**Task**. Report each line of the data that has "reqwest" somewhere in it.

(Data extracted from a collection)
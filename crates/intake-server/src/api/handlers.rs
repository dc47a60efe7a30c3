//! Request handlers

use super::SearchQuery;
use crate::error::ApiError;
use crate::intake::{mime_from_extension, Upload};
use crate::state::AppState;
use bytes::{BufMut, BytesMut};
use chrono::Utc;
use futures::TryStreamExt;
use intake_records::{DocumentType, NewStudent, StudentPatch};
use intake_storage::UploadFile;
use serde_json::json;
use warp::http::StatusCode;
use warp::multipart::{FormData, Part};
use warp::{Rejection, Reply};

fn reject(error: impl Into<ApiError>) -> Rejection {
    warp::reject::custom(error.into())
}

async fn read_part(part: Part) -> Result<BytesMut, Rejection> {
    part.stream()
        .try_fold(BytesMut::new(), |mut buf, chunk| async move {
            buf.put(chunk);
            Ok(buf)
        })
        .await
        .map_err(|e| reject(ApiError::bad_request(format!("Malformed upload: {e}"))))
}

/// Pull the `file` and `studentId` fields out of a multipart form
async fn read_upload(form: FormData) -> Result<Upload, Rejection> {
    let parts: Vec<Part> = form
        .try_collect()
        .await
        .map_err(|e| reject(ApiError::bad_request(format!("Malformed upload: {e}"))))?;

    let mut file = None;
    let mut student_id = None;
    for part in parts {
        let field = part.name().to_string();
        match field.as_str() {
            "file" => {
                let file_name = part.filename().unwrap_or_default().to_string();
                let mime_type = part
                    .content_type()
                    .filter(|ct| !ct.eq_ignore_ascii_case("application/octet-stream"))
                    .or_else(|| mime_from_extension(&file_name))
                    .unwrap_or("application/octet-stream")
                    .to_string();
                let bytes = read_part(part).await?;
                file = Some(UploadFile::new(file_name, mime_type, bytes.freeze()));
            }
            "studentId" => {
                let raw = read_part(part).await?;
                let value = String::from_utf8_lossy(&raw).trim().to_string();
                student_id = (!value.is_empty()).then_some(value);
            }
            other => tracing::debug!(field = other, "ignoring form field"),
        }
    }

    let file = file.ok_or_else(|| reject(ApiError::bad_request("No file uploaded")))?;
    Ok(Upload { file, student_id })
}

/// `POST /upload`
pub async fn upload(form: FormData, state: AppState) -> Result<impl Reply, Rejection> {
    let upload = read_upload(form).await?;
    let receipt = state.intake.ingest(upload).await.map_err(reject)?;
    Ok(warp::reply::json(&receipt))
}

/// `GET /api/students`
pub async fn list_students(state: AppState) -> Result<impl Reply, Rejection> {
    let students = state.store.list().await.map_err(reject)?;
    Ok(warp::reply::json(&json!({
        "count": students.len(),
        "students": students,
    })))
}

/// `POST /api/students`
pub async fn create_student(new: NewStudent, state: AppState) -> Result<impl Reply, Rejection> {
    let student = state.store.create(new).await.map_err(reject)?;
    Ok(warp::reply::with_status(
        warp::reply::json(&student),
        StatusCode::CREATED,
    ))
}

/// `GET /api/students/:id`
pub async fn get_student(key: String, state: AppState) -> Result<impl Reply, Rejection> {
    let student = state.store.get(&key).await.map_err(reject)?;
    Ok(warp::reply::json(&student))
}

/// `PUT /api/students/:id`
pub async fn update_student(
    key: String,
    patch: StudentPatch,
    state: AppState,
) -> Result<impl Reply, Rejection> {
    let student = state.store.update(&key, patch).await.map_err(reject)?;
    Ok(warp::reply::json(&student))
}

/// `DELETE /api/students/:id`
///
/// Stored files are left in place.
pub async fn delete_student(key: String, state: AppState) -> Result<impl Reply, Rejection> {
    let student = state.store.delete(&key).await.map_err(reject)?;
    Ok(warp::reply::json(&json!({
        "message": format!("Student {} deleted", student.student_id),
        "student": student,
    })))
}

/// `GET /api/students/:id/documents`
pub async fn student_documents(key: String, state: AppState) -> Result<impl Reply, Rejection> {
    let documents = state.store.documents(&key).await.map_err(reject)?;
    Ok(warp::reply::json(&documents))
}

/// `GET /api/students/:id/stats`
pub async fn student_stats(key: String, state: AppState) -> Result<impl Reply, Rejection> {
    let stats = state.store.stats(&key).await.map_err(reject)?;
    Ok(warp::reply::json(&stats))
}

/// `DELETE /api/students/:id/documents/:type/:docId`
///
/// Drops the link, then tries to delete the stored file. A failed file
/// delete is logged and does not fail the request.
pub async fn remove_document(
    key: String,
    ty: String,
    doc_id: String,
    state: AppState,
) -> Result<impl Reply, Rejection> {
    let ty = ty.parse::<DocumentType>().map_err(reject)?;
    let document = state
        .store
        .remove_document(&key, ty, &doc_id)
        .await
        .map_err(reject)?;

    let file_deleted = match state.storage.delete_file(&document.file_id).await {
        Ok(()) => true,
        Err(error) => {
            tracing::warn!(file_id = %document.file_id, %error, "stored file not deleted");
            false
        }
    };

    Ok(warp::reply::json(&json!({
        "message": "Document removed",
        "document": document,
        "fileDeleted": file_deleted,
    })))
}

/// `GET /api/search?q=`
pub async fn search(query: SearchQuery, state: AppState) -> Result<impl Reply, Rejection> {
    let results = state.store.search(&query.q).await.map_err(reject)?;
    Ok(warp::reply::json(&json!({
        "query": query.q,
        "count": results.len(),
        "results": results,
    })))
}

/// `GET /health`
pub async fn health(state: AppState) -> Result<impl Reply, Rejection> {
    let students = match state.store.count().await {
        Ok(count) => Some(count),
        Err(error) => {
            tracing::warn!(%error, "student register unreadable");
            None
        }
    };
    Ok(warp::reply::json(&json!({
        "status": "ok",
        "storage": state.storage.backend_kind(),
        "classifier": state.classifier.kind(),
        "students": students,
        "timestamp": Utc::now(),
        "version": crate::VERSION,
    })))
}
//! Google Drive v3 backend over REST

pub mod auth;

pub use auth::{DriveCredentials, TokenSource};

use crate::backend::{BackendKind, FolderId, StorageBackend, StoredFile, UploadFile};
use crate::config::DriveConfig;
use crate::error::StorageError;
use async_trait::async_trait;
use bytes::{BufMut, BytesMut};
use chrono::Utc;
use reqwest::StatusCode;
use serde::Deserialize;
use serde_json::json;

/// MIME type Drive uses for folders
pub const FOLDER_MIME_TYPE: &str = "application/vnd.google-apps.folder";

/// Drive-hosted storage
#[derive(Debug)]
pub struct DriveBackend {
    client: reqwest::Client,
    api_base: String,
    tokens: TokenSource,
}

#[derive(Debug, Deserialize)]
struct FileList {
    #[serde(default)]
    files: Vec<FileRef>,
}

#[derive(Debug, Deserialize)]
struct FileRef {
    id: String,
}

#[derive(Debug, Deserialize)]
#[serde(rename_all = "camelCase")]
struct DriveFile {
    id: String,
    #[serde(default)]
    name: Option<String>,
    #[serde(default)]
    web_view_link: Option<String>,
}

impl DriveBackend {
    /// Create backend with a token source
    pub fn new(config: &DriveConfig, tokens: TokenSource) -> Result<Self, StorageError> {
        let client = reqwest::Client::builder()
            .timeout(config.request_timeout)
            .build()?;
        Ok(Self {
            client,
            api_base: config.api_base.trim_end_matches('/').to_string(),
            tokens,
        })
    }

    /// Create backend when the configuration carries credentials
    pub async fn from_config(config: &DriveConfig) -> Result<Option<Self>, StorageError> {
        match TokenSource::from_config(config).await? {
            Some(tokens) => Ok(Some(Self::new(config, tokens)?)),
            None => Ok(None),
        }
    }

    fn files_url(&self) -> String {
        format!("{}/drive/v3/files", self.api_base)
    }

    async fn token(&self) -> Result<String, StorageError> {
        self.tokens.access_token(&self.client).await
    }

    /// Grant anyone-with-link read access; failures only log
    async fn share(&self, token: &str, file_id: &str) {
        let result = self
            .client
            .post(format!("{}/{file_id}/permissions", self.files_url()))
            .bearer_auth(token)
            .json(&json!({ "role": "reader", "type": "anyone" }))
            .send()
            .await;
        match result {
            Ok(response) if response.status().is_success() => {}
            Ok(response) => {
                tracing::warn!(file_id, status = %response.status(), "could not share drive file");
            }
            Err(e) => tracing::warn!(file_id, error = %e, "could not share drive file"),
        }
    }
}

/// Fail non-2xx responses with their body
async fn check(response: reqwest::Response) -> Result<reqwest::Response, StorageError> {
    let status = response.status();
    if status.is_success() {
        return Ok(response);
    }
    let body = response.text().await.unwrap_or_default();
    Err(StorageError::remote(Some(status.as_u16()), format!("{status}: {body}")))
}

async fn decode<T: serde::de::DeserializeOwned>(response: reqwest::Response) -> Result<T, StorageError> {
    Ok(serde_json::from_slice(&response.bytes().await?)?)
}

/// Drive query string for a folder named `name`
#[must_use]
pub fn folder_query(name: &str, parent: Option<&FolderId>) -> String {
    let mut query = format!(
        "name = '{}' and mimeType = '{FOLDER_MIME_TYPE}' and trashed = false",
        escape(name)
    );
    if let Some(parent) = parent {
        query.push_str(&format!(" and '{}' in parents", escape(parent.as_str())));
    }
    query
}

fn escape(value: &str) -> String {
    value.replace('\\', "\\\\").replace('\'', "\\'")
}

/// Direct-download URL for a file
#[must_use]
pub fn download_link(file_id: &str) -> String {
    format!("https://drive.google.com/uc?export=download&id={file_id}")
}

/// `multipart/related` body holding JSON metadata then the content
fn related_body(boundary: &str, metadata: &serde_json::Value, file: &UploadFile) -> bytes::Bytes {
    let mut body = BytesMut::with_capacity(file.len() + 512);
    body.put_slice(format!("--{boundary}\r\nContent-Type: application/json; charset=UTF-8\r\n\r\n").as_bytes());
    body.put_slice(metadata.to_string().as_bytes());
    body.put_slice(format!("\r\n--{boundary}\r\nContent-Type: {}\r\n\r\n", file.mime_type).as_bytes());
    body.put_slice(&file.bytes);
    body.put_slice(format!("\r\n--{boundary}--\r\n").as_bytes());
    body.freeze()
}

#[async_trait]
impl StorageBackend for DriveBackend {
    fn kind(&self) -> BackendKind {
        BackendKind::Drive
    }

    async fn find_folder(
        &self,
        name: &str,
        parent: Option<&FolderId>,
    ) -> Result<Option<FolderId>, StorageError> {
        let token = self.token().await?;
        let query = folder_query(name, parent);
        let response = self
            .client
            .get(self.files_url())
            .bearer_auth(&token)
            .query(&[
                ("q", query.as_str()),
                ("fields", "files(id,name)"),
                ("pageSize", "1"),
            ])
            .send()
            .await?;
        let list: FileList = decode(check(response).await?).await?;
        Ok(list.files.into_iter().next().map(|f| FolderId::new(f.id)))
    }

    async fn create_folder(
        &self,
        name: &str,
        parent: Option<&FolderId>,
    ) -> Result<FolderId, StorageError> {
        let token = self.token().await?;
        let mut metadata = json!({ "name": name, "mimeType": FOLDER_MIME_TYPE });
        if let Some(parent) = parent {
            metadata["parents"] = json!([parent.as_str()]);
        }

        let response = self
            .client
            .post(self.files_url())
            .bearer_auth(&token)
            .query(&[("fields", "id")])
            .json(&metadata)
            .send()
            .await?;
        let created: FileRef = decode(check(response).await?).await?;
        tracing::info!(name, folder_id = %created.id, "drive folder created");
        Ok(FolderId::new(created.id))
    }

    async fn upload(&self, folder: &FolderId, file: &UploadFile) -> Result<StoredFile, StorageError> {
        let token = self.token().await?;
        let boundary = format!("intake-{}", Utc::now().timestamp_nanos_opt().unwrap_or_default());
        let metadata = json!({ "name": file.file_name, "parents": [folder.as_str()] });

        let response = self
            .client
            .post(format!("{}/upload/drive/v3/files", self.api_base))
            .bearer_auth(&token)
            .query(&[
                ("uploadType", "multipart"),
                ("fields", "id,name,webViewLink,webContentLink"),
            ])
            .header(
                reqwest::header::CONTENT_TYPE,
                format!("multipart/related; boundary={boundary}"),
            )
            .body(related_body(&boundary, &metadata, file))
            .send()
            .await?;
        let uploaded: DriveFile = decode(check(response).await?).await?;

        self.share(&token, &uploaded.id).await;
        tracing::info!(file_id = %uploaded.id, folder = %folder, bytes = file.len(), "file uploaded to drive");

        let shareable_link = uploaded
            .web_view_link
            .unwrap_or_else(|| format!("https://drive.google.com/file/d/{}/view", uploaded.id));
        Ok(StoredFile {
            download_link: download_link(&uploaded.id),
            file_name: uploaded.name.unwrap_or_else(|| file.file_name.clone()),
            file_id: uploaded.id,
            shareable_link,
            backend: BackendKind::Drive,
        })
    }

    async fn delete(&self, file_id: &str) -> Result<(), StorageError> {
        let token = self.token().await?;
        let response = self
            .client
            .delete(format!("{}/{file_id}", self.files_url()))
            .bearer_auth(&token)
            .send()
            .await?;
        if response.status() == StatusCode::NOT_FOUND {
            return Err(StorageError::NotFound(format!("File {file_id}")));
        }
        check(response).await?;
        tracing::info!(file_id, "drive file deleted");
        Ok(())
    }
}

#[cfg(test)]
mod tests {
    use super::*;

    #[test]
    fn query_escapes_quotes_and_scopes_parent() {
        let query = folder_query("O'Brien", Some(&FolderId::new("root123")));
        assert_eq!(
            query,
            "name = 'O\\'Brien' and mimeType = 'application/vnd.google-apps.folder' \
             and trashed = false and 'root123' in parents"
        );
        assert!(!folder_query("ST1", None).contains("in parents"));
    }

    #[test]
    fn related_body_layout() {
        let file = UploadFile::new("a.txt", "text/plain", &b"hello"[..]);
        let body = related_body("b", &json!({"name": "a.txt"}), &file);
        let text = String::from_utf8(body.to_vec()).unwrap();
        assert!(text.starts_with("--b\r\nContent-Type: application/json"));
        assert!(text.contains("\r\nContent-Type: text/plain\r\n\r\nhello\r\n--b--\r\n"));
    }

    #[test]
    fn download_link_format() {
        assert_eq!(
            download_link("abc"),
            "https://drive.google.com/uc?export=download&id=abc"
        );
    }
}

**Answer space**.
use reqwest::StatusCode;
    client: reqwest::Client,
        let client = reqwest::Client::builder()
async fn check(response: reqwest::Response) -> Result<reqwest::Response, StorageError> {
async fn decode<T: serde::de::DeserializeOwned>(response: reqwest::Response) -> Result<T, StorageError> {
                reqwest::header::CONTENT_TYPE,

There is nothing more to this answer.